About this exercise: Every line of the data should be output word for word.

Input section start

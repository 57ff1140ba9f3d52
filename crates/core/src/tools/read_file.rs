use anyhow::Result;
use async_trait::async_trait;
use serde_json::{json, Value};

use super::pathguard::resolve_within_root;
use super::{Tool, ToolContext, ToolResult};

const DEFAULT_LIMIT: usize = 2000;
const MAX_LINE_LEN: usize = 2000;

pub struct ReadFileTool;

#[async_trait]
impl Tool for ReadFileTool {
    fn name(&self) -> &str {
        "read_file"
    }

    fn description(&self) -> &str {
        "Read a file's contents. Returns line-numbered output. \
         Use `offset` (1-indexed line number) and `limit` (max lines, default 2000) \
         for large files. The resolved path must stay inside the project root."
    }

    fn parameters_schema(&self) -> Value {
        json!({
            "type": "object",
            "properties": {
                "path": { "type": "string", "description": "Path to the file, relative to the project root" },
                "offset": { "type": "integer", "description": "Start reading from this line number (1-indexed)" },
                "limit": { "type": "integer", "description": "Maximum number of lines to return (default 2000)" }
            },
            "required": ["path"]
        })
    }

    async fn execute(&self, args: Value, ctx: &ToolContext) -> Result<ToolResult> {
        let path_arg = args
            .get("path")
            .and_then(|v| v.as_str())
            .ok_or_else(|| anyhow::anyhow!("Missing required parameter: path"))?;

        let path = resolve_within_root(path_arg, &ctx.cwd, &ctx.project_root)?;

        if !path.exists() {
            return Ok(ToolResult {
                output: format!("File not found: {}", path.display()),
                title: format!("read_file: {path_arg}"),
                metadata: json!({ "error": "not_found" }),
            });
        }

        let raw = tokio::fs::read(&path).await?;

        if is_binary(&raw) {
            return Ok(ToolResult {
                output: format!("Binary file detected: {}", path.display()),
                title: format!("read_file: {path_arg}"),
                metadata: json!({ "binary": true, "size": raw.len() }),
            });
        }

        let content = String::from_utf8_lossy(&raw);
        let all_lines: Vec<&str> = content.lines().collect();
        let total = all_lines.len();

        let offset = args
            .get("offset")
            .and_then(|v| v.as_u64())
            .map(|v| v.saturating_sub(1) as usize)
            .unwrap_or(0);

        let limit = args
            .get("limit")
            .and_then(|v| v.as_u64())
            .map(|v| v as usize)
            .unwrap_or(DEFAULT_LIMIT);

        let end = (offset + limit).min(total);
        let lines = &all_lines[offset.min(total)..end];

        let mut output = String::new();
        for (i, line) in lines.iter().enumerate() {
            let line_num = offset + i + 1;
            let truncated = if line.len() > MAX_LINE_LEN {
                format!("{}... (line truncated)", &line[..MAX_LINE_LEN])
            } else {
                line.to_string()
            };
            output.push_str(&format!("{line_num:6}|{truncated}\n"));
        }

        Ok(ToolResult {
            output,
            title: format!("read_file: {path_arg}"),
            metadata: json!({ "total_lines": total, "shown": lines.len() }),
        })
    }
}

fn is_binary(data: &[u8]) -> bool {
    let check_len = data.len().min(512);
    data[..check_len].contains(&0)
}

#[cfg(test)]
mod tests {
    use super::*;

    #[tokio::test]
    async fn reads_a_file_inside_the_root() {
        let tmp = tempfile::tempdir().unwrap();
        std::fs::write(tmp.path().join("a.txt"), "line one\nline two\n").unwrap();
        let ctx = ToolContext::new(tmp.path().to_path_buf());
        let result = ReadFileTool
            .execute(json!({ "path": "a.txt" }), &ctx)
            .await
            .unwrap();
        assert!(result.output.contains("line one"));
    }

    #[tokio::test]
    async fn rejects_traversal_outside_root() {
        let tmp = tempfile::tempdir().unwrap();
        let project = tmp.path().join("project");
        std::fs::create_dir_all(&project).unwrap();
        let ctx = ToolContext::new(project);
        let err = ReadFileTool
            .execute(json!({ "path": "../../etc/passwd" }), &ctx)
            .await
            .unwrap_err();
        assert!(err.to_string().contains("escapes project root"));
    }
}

Input section end

Task solution:
repository 57ff1140ba9f3d52
filename crates/core/src/tools/read_file.rs
use anyhow::Result;
use async_trait::async_trait;
use serde_json::{json, Value};

use super::pathguard::resolve_within_root;
use super::{Tool, ToolContext, ToolResult};

const DEFAULT_LIMIT: usize = 2000;
const MAX_LINE_LEN: usize = 2000;

pub struct ReadFileTool;

#[async_trait]
impl Tool for ReadFileTool {
    fn name(&self) -> &str {
        "read_file"
    }

    fn description(&self) -> &str {
        "Read a file's contents. Returns line-numbered output. \
         Use `offset` (1-indexed line number) and `limit` (max lines, default 2000) \
         for large files. The resolved path must stay inside the project root."
    }

    fn parameters_schema(&self) -> Value {
        json!({
            "type": "object",
            "properties": {
                "path": { "type": "string", "description": "Path to the file, relative to the project root" },
                "offset": { "type": "integer", "description": "Start reading from this line number (1-indexed)" },
                "limit": { "type": "integer", "description": "Maximum number of lines to return (default 2000)" }
            },
            "required": ["path"]
        })
    }

    async fn execute(&self, args: Value, ctx: &ToolContext) -> Result<ToolResult> {
        let path_arg = args
            .get("path")
            .and_then(|v| v.as_str())
            .ok_or_else(|| anyhow::anyhow!("Missing required parameter: path"))?;

        let path = resolve_within_root(path_arg, &ctx.cwd, &ctx.project_root)?;

        if !path.exists() {
            return Ok(ToolResult {
                output: format!("File not found: {}", path.display()),
                title: format!("read_file: {path_arg}"),
                metadata: json!({ "error": "not_found" }),
            });
        }

        let raw = tokio::fs::read(&path).await?;

        if is_binary(&raw) {
            return Ok(ToolResult {
                output: format!("Binary file detected: {}", path.display()),
                title: format!("read_file: {path_arg}"),
                metadata: json!({ "binary": true, "size": raw.len() }),
            });
        }

        let content = String::from_utf8_lossy(&raw);
        let all_lines: Vec<&str> = content.lines().collect();
        let total = all_lines.len();

        let offset = args
            .get("offset")
            .and_then(|v| v.as_u64())
            .map(|v| v.saturating_sub(1) as usize)
            .unwrap_or(0);

        let limit = args
            .get("limit")
            .and_then(|v| v.as_u64())
            .map(|v| v as usize)
            .unwrap_or(DEFAULT_LIMIT);

        let end = (offset + limit).min(total);
        let lines = &all_lines[offset.min(total)..end];

        let mut output = String::new();
        for (i, line) in lines.iter().enumerate() {
            let line_num = offset + i + 1;
            let truncated = if line.len() > MAX_LINE_LEN {
                format!("{}... (line truncated)", &line[..MAX_LINE_LEN])
            } else {
                line.to_string()
            };
            output.push_str(&format!("{line_num:6}|{truncated}\n"));
        }

        Ok(ToolResult {
            output,
            title: format!("read_file: {path_arg}"),
            metadata: json!({ "total_lines": total, "shown": lines.len() }),
        })
    }
}

fn is_binary(data: &[u8]) -> bool {
    let check_len = data.len().min(512);
    data[..check_len].contains(&0)
}

#[cfg(test)]
mod tests {
    use super::*;

    #[tokio::test]
    async fn reads_a_file_inside_the_root() {
        let tmp = tempfile::tempdir().unwrap();
        std::fs::write(tmp.path().join("a.txt"), "line one\nline two\n").unwrap();
        let ctx = ToolContext::new(tmp.path().to_path_buf());
        let result = ReadFileTool
            .execute(json!({ "path": "a.txt" }), &ctx)
            .await
            .unwrap();
        assert!(result.output.contains("line one"));
    }

    #[tokio::test]
    async fn rejects_traversal_outside_root() {
        let tmp = tempfile::tempdir().unwrap();
        let project = tmp.path().join("project");
        std::fs::create_dir_all(&project).unwrap();
        let ctx = ToolContext::new(project);
        let err = ReadFileTool
            .execute(json!({ "path": "../../etc/passwd" }), &ctx)
            .await
            .unwrap_err();
        assert!(err.to_string().contains("escapes project root"));
    }
}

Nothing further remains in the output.